Me siento tan raro y las noches me saben tan amargas cuando no te veo, me pinto la sonrisa porque las ganas se me van a otro lado, y olvido las palabras como si perdiera el guión, pero al final no importa, porque las palabras ya no me dicen nada. Aunque no sepa cómo explicarlo, no importa si se alargan mis días cuando no te miro, porque hay mil cosas entre las horas de espera que me hablan de ti.

Te pagaré doble por cada equivocación y te devolveré con creces lo que me des; abrazaré la rosa nuestra con todo y sus espinas. Quiero morir muchas veces contigo y guardar la humedad de las resurrecciones y los suspiros que explotan como cadenas rompiéndose de golpe. Entra a mi mente y escribe en sus paredes, borra de ella todo signo de inviernos vividos y hazle recordar las muertes que ha sufrido.

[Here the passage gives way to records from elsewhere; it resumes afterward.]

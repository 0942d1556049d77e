//! Plain-text rendering of sessions and overlays.

use std::collections::HashMap;
use std::fmt::Write as _;

use rpchat_chats::utils::pretty_json;
use rpchat_chats::{CallOutcome, Message, MessageId};
use rpchat_gateway::ChannelStatus;
use rpchat_runtime::{DecisionsOverlay, LogsOverlay, OverlayState, SessionSnapshot};

pub fn message_line(message: &Message) -> String {
    let marker = if message.is_ai { "AI" } else { "you" };
    format!(
        "[#{} {}] {} {} ({marker}): {}",
        message.id,
        message.created_at.format("%H:%M"),
        message.badge(),
        message.participant_name,
        message.content
    )
}

/// Turns successive snapshots of one session into console lines, printing
/// only what changed since the previous snapshot.
#[derive(Debug, Default)]
pub struct TranscriptView {
    shown: HashMap<MessageId, String>,
    typing: Vec<String>,
    status: Option<ChannelStatus>,
}

impl TranscriptView {
    pub fn update(&mut self, snapshot: &SessionSnapshot) -> Vec<String> {
        let mut lines = Vec::new();

        if self.status.as_ref() != Some(&snapshot.status) {
            lines.push(format!("-- {} --", snapshot.status));
            self.status = Some(snapshot.status.clone());
        }

        if snapshot.messages.is_empty() && !self.shown.is_empty() {
            lines.push("-- history cleared --".to_string());
            self.shown.clear();
        }

        let mut removed: Vec<MessageId> = self
            .shown
            .keys()
            .copied()
            .filter(|id| !snapshot.messages.iter().any(|m| m.id == *id))
            .collect();
        removed.sort_unstable();
        for id in removed {
            self.shown.remove(&id);
            lines.push(format!("-- message #{id} deleted --"));
        }

        for message in &snapshot.messages {
            match self.shown.get(&message.id) {
                None => lines.push(message_line(message)),
                Some(content) if *content != message.content => {
                    lines.push(format!("{} (edited)", message_line(message)));
                }
                Some(_) => continue,
            }
            self.shown.insert(message.id, message.content.clone());
        }

        if snapshot.typing != self.typing {
            lines.extend(snapshot.typing.iter().cloned());
            self.typing = snapshot.typing.clone();
        }

        lines
    }
}

pub fn logs(overlay: &LogsOverlay) -> String {
    let mut out = String::new();
    let records = match &overlay.state {
        OverlayState::Loading => return "Loading...".to_string(),
        OverlayState::Failed(message) => return message.clone(),
        OverlayState::Loaded(records) => records,
    };

    let _ = writeln!(
        out,
        "LLM Call Logs: message #{} ({} calls)",
        overlay.message_id,
        records.len()
    );
    if records.is_empty() {
        let _ = writeln!(out, "No log records");
        return out;
    }

    for (index, record) in records.iter().enumerate() {
        let error = if record.outcome.is_error() { " [Error]" } else { "" };
        let _ = writeln!(
            out,
            "#{} {} {}{error} {}ms",
            index + 1,
            record.call_type.label(),
            record.model_name,
            record.latency_ms
        );
        if overlay.expanded() != Some(index) {
            continue;
        }

        let _ = writeln!(
            out,
            "  temperature: {}  max_tokens: {}",
            record.temperature, record.max_tokens
        );
        if record.prompt_tokens > 0 || record.completion_tokens > 0 {
            let _ = writeln!(
                out,
                "  prompt_tokens: {}  completion_tokens: {}",
                record.prompt_tokens, record.completion_tokens
            );
        }
        let _ = writeln!(out, "  Request:\n{}", indent(&pretty_json(&record.request_body)));
        match &record.outcome {
            CallOutcome::Response(body) => {
                let _ = writeln!(out, "  Response:\n{}", indent(&pretty_json(body)));
            }
            CallOutcome::Error(message) => {
                let _ = writeln!(out, "  Error:\n{}", indent(message));
            }
        }
    }
    out
}

pub fn decisions(overlay: &DecisionsOverlay) -> String {
    let mut out = String::new();
    let steps = match &overlay.state {
        OverlayState::Loading => return "Loading...".to_string(),
        OverlayState::Failed(message) => return message.clone(),
        OverlayState::Loaded(steps) => steps,
    };

    let _ = writeln!(
        out,
        "Orchestrator Decision Process: message #{} ({} steps)",
        overlay.message_id,
        steps.len()
    );
    if steps.is_empty() {
        let _ = writeln!(out, "No decision records");
        return out;
    }

    for step in steps {
        let _ = writeln!(
            out,
            "#{} {}: {}",
            step.step_order,
            step.step_type.label(),
            step.reason
        );
        if !overlay.is_expanded(step.id) {
            continue;
        }
        let _ = writeln!(out, "  Input:\n{}", indent(&pretty_json(&step.input_data)));
        let _ = writeln!(out, "  Output:\n{}", indent(&pretty_json(&step.output_data)));
    }
    out
}

fn indent(text: &str) -> String {
    text.lines()
        .map(|line| format!("    {line}"))
        .collect::<Vec<_>>()
        .join("\n")
}
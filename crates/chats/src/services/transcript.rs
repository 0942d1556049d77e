//! Ordered message log for one room.

use std::collections::HashSet;

use crate::entities::Message;
use crate::types::MessageId;

/// How newly appended messages are positioned.
#[derive(Debug, Clone, Copy, Default, PartialEq, Eq)]
pub enum OrderingPolicy {
    /// Append at the end, in the order messages reach the client.
    #[default]
    Arrival,
    /// Insert by `created_at`, breaking ties by message id.
    Timestamp,
}

/// The transcript of the active room.
///
/// Message identities are unique: a message delivered by both the initial
/// fetch and the live channel is stored once.
#[derive(Debug, Clone, Default)]
pub struct TranscriptStore {
    messages: Vec<Message>,
    ids: HashSet<MessageId>,
    policy: OrderingPolicy,
}

impl TranscriptStore {
    pub fn new(policy: OrderingPolicy) -> Self {
        Self {
            messages: Vec::new(),
            ids: HashSet::new(),
            policy,
        }
    }

    pub fn policy(&self) -> OrderingPolicy {
        self.policy
    }

    /// Insert-or-ignore by identity. Returns whether the message was added.
    pub fn append(&mut self, message: Message) -> bool {
        if !self.ids.insert(message.id) {
            return false;
        }

        match self.policy {
            OrderingPolicy::Arrival => self.messages.push(message),
            OrderingPolicy::Timestamp => {
                let key = message.sort_key();
                let position = self.messages.partition_point(|m| m.sort_key() <= key);
                self.messages.insert(position, message);
            }
        }
        true
    }

    /// Seed from a snapshot fetch, keeping anything the live channel already delivered.
    ///
    /// Returns how many messages were new.
    pub fn load(&mut self, messages: impl IntoIterator<Item = Message>) -> usize {
        messages
            .into_iter()
            .map(|message| self.append(message))
            .filter(|added| *added)
            .count()
    }

    /// Replace content in place. Absent ids are a silent no-op since an edit
    /// can race the message's deletion.
    pub fn replace_content(&mut self, id: MessageId, content: impl Into<String>) -> bool {
        match self.messages.iter_mut().find(|m| m.id == id) {
            Some(message) => {
                message.content = content.into();
                true
            }
            None => false,
        }
    }

    /// Remove the message with this id if present. Idempotent.
    pub fn remove(&mut self, id: MessageId) -> bool {
        if !self.ids.remove(&id) {
            return false;
        }
        self.messages.retain(|m| m.id != id);
        true
    }

    pub fn reset(&mut self) {
        self.messages.clear();
        self.ids.clear();
    }

    pub fn snapshot(&self) -> &[Message] {
        &self.messages
    }

    pub fn get(&self, id: MessageId) -> Option<&Message> {
        self.messages.iter().find(|m| m.id == id)
    }

    pub fn contains(&self, id: MessageId) -> bool {
        self.ids.contains(&id)
    }

    pub fn len(&self) -> usize {
        self.messages.len()
    }

    pub fn is_empty(&self) -> bool {
        self.messages.is_empty()
    }

    /// The most recent human-authored message, the only one regenerate applies to.
    pub fn latest_human_message(&self) -> Option<&Message> {
        self.messages.iter().rev().find(|m| m.is_human())
    }
}

#[cfg(test)]
mod tests {
    use super::*;
    use chrono::{TimeZone, Utc};

    fn message(id: MessageId, minute: u32, is_ai: bool) -> Message {
        Message {
            id,
            room_id: 1,
            participant_id: if is_ai { 2 } else { 1 },
            participant_name: if is_ai { "Narrator" } else { "Aria" }.to_string(),
            participant_avatar: String::new(),
            content: format!("message {id}"),
            is_ai,
            created_at: Utc.with_ymd_and_hms(2024, 5, 1, 10, minute, 0).unwrap(),
            participant_type: None,
        }
    }

    fn ids(store: &TranscriptStore) -> Vec<MessageId> {
        store.snapshot().iter().map(|m| m.id).collect()
    }

    #[test]
    fn append_ignores_duplicate_identities() {
        let mut store = TranscriptStore::default();

        assert!(store.append(message(1, 0, false)));
        assert!(!store.append(message(1, 0, false)));
        assert!(store.append(message(2, 1, true)));

        assert_eq!(ids(&store), vec![1, 2]);
    }

    #[test]
    fn arrival_policy_keeps_out_of_order_messages_where_they_land() {
        let mut store = TranscriptStore::new(OrderingPolicy::Arrival);
        store.append(message(2, 5, true));
        store.append(message(1, 1, false));

        assert_eq!(ids(&store), vec![2, 1]);
    }

    #[test]
    fn timestamp_policy_sorts_by_time_then_id() {
        let mut store = TranscriptStore::new(OrderingPolicy::Timestamp);
        store.append(message(5, 3, true));
        store.append(message(3, 1, false));
        store.append(message(4, 3, true));
        store.append(message(1, 9, false));

        assert_eq!(ids(&store), vec![3, 4, 5, 1]);
    }

    #[test]
    fn replace_content_only_touches_present_messages() {
        let mut store = TranscriptStore::default();
        store.append(message(1, 0, false));

        assert!(store.replace_content(1, "edited"));
        assert_eq!(store.get(1).map(|m| m.content.as_str()), Some("edited"));

        let before = store.snapshot().to_vec();
        assert!(!store.replace_content(42, "nope"));
        assert_eq!(store.snapshot(), before.as_slice());
    }

    #[test]
    fn remove_is_idempotent() {
        let mut store = TranscriptStore::default();
        store.append(message(1, 0, false));
        store.append(message(2, 1, true));

        assert!(store.remove(1));
        let after_first = store.snapshot().to_vec();
        assert!(!store.remove(1));

        assert_eq!(store.snapshot(), after_first.as_slice());
        assert_eq!(ids(&store), vec![2]);
    }

    #[test]
    fn removed_ids_can_arrive_again() {
        let mut store = TranscriptStore::default();
        store.append(message(1, 0, false));
        store.remove(1);

        assert!(store.append(message(1, 0, false)));
        assert_eq!(store.len(), 1);
    }

    #[test]
    fn load_merges_with_streamed_messages() {
        let mut store = TranscriptStore::default();
        store.append(message(2, 1, true));

        let added = store.load(vec![message(1, 0, false), message(2, 1, true)]);

        assert_eq!(added, 1);
        assert_eq!(store.len(), 2);
    }

    #[test]
    fn reset_empties_everything() {
        let mut store = TranscriptStore::default();
        store.load(vec![message(1, 0, false), message(2, 1, true)]);

        store.reset();

        assert!(store.is_empty());
        assert!(!store.contains(1));
    }

    #[test]
    fn latest_human_message_skips_ai_replies() {
        let mut store = TranscriptStore::default();
        store.load(vec![
            message(1, 0, false),
            message(2, 1, true),
            message(3, 2, false),
            message(4, 3, true),
        ]);

        assert_eq!(store.latest_human_message().map(|m| m.id), Some(3));
    }
}
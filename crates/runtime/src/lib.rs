//! # rpchat Runtime Crate
//!
//! Everything between the network edge and a front end: the open room
//! session, the command dispatcher, introspection overlays and process
//! plumbing (tracing, shutdown).

pub mod dispatcher;
pub mod error;
pub mod introspection;
pub mod manager;
pub mod session;

pub use dispatcher::{CommandDispatcher, ConfirmationPrompt, EditDraft, FixedAnswer};
pub use error::{CommandError, CommandResult};
pub use introspection::{DecisionsOverlay, IntrospectionLoader, LogsOverlay, OverlayState};
pub use manager::SessionManager;
pub use session::{ChatSession, SessionSnapshot};

use tracing::info;

pub mod telemetry {
    use anyhow::Result;
    use tracing_subscriber::{fmt::SubscriberBuilder, EnvFilter};

    /// Install the global subscriber. Output goes to stderr so it does not
    /// mix with the transcript on stdout.
    pub fn init_tracing() -> Result<()> {
        let env_filter =
            EnvFilter::try_from_default_env().unwrap_or_else(|_| EnvFilter::new("info"));

        let subscriber = SubscriberBuilder::default()
            .with_env_filter(env_filter)
            .with_writer(std::io::stderr)
            .finish();

        tracing::subscriber::set_global_default(subscriber)
            .map_err(|error| anyhow::anyhow!("failed to set tracing subscriber: {error}"))
    }
}

pub async fn shutdown_signal() {
    if let Err(error) = tokio::signal::ctrl_c().await {
        tracing::warn!(?error, "failed to listen for shutdown signal");
    }
    info!("shutdown signal received");
}
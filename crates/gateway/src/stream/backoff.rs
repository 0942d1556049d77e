use std::time::Duration;

use rand::Rng;

/// Exponential reconnect delay with jitter.
///
/// Attempt `n` waits a random duration between half and all of
/// `initial * 2^(n-1)`, capped at `max`.
#[derive(Debug, Clone, Copy)]
pub struct Backoff {
    initial: Duration,
    max: Duration,
}

impl Backoff {
    pub fn new(initial: Duration, max: Duration) -> Self {
        Self {
            initial,
            max: max.max(initial),
        }
    }

    /// Upper bound of the delay for an attempt, before jitter.
    pub fn ceiling(&self, attempt: u32) -> Duration {
        let exponent = attempt.saturating_sub(1).min(31);
        self.initial
            .checked_mul(1u32 << exponent)
            .unwrap_or(self.max)
            .min(self.max)
    }

    pub fn delay(&self, attempt: u32) -> Duration {
        let ceiling = self.ceiling(attempt);
        let floor = ceiling / 2;
        if ceiling <= floor {
            return ceiling;
        }
        rand::thread_rng().gen_range(floor..=ceiling)
    }
}

#[cfg(test)]
mod tests {
    use super::*;

    #[test]
    fn ceiling_doubles_until_capped() {
        let backoff = Backoff::new(Duration::from_millis(500), Duration::from_secs(3));

        assert_eq!(backoff.ceiling(1), Duration::from_millis(500));
        assert_eq!(backoff.ceiling(2), Duration::from_millis(1000));
        assert_eq!(backoff.ceiling(3), Duration::from_millis(2000));
        assert_eq!(backoff.ceiling(4), Duration::from_secs(3));
        assert_eq!(backoff.ceiling(400), Duration::from_secs(3));
    }

    #[test]
    fn delay_stays_within_jitter_window() {
        let backoff = Backoff::new(Duration::from_millis(100), Duration::from_secs(10));

        for attempt in 1..8 {
            let delay = backoff.delay(attempt);
            let ceiling = backoff.ceiling(attempt);
            assert!(delay <= ceiling && delay >= ceiling / 2, "{delay:?} outside window");
        }
    }

    #[test]
    fn zero_initial_delay_never_sleeps() {
        let backoff = Backoff::new(Duration::ZERO, Duration::ZERO);
        assert_eq!(backoff.delay(3), Duration::ZERO);
    }
}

Se me ha borrado un poco la identidad y me siento pisoteado por la distancia, pero la necesidad de quitarme sus suelas de encima me ha hecho fuerte también. Camino las calles descalzo y aprendo de su soledad, porque tú no las caminas. Tenme piedad entre la tempestad, entre las lluvias, los vientos y las mareas de mi vaso pequeño y delgado en el que mezo mis dedos.

Ese es el problema, que mezo mis dedos y solito me enredo, porque tengo miedo y a veces rabia, y todo eso me quita la claridad y he perdido de vista en un par de ocasiones a la dignidad. Comienzo a preguntarme y a generar solito mil respuestas absurdas y todas malas, como que si no me quieres o cuándo podré tocarte o besarte, que si te convengo o si de verdad te gusto.

Las mentiras me amenazan con existir y la censura le ofrece sus servicios a mis sentires para no contagiarte de mis males, la miseria me toma una foto y la pega en mi refrigerador con su autógrafo, las arañas me caminan por las piernas frías. Ya no soy yo, fuera de mí es que me tienes.

Sin embargo, mi cariño se encuentra en tus bolsillos y la sonrisa me delata. Siéntelo en tus labios y en tus ojos, me han robado tus palabras y contemplaciones, porque me siento tuyo cuando me miras o me hablas, aunque haya kilómetros infames en medio de nosotros que no dejan que te exprese mejor que te quiero, y tanto.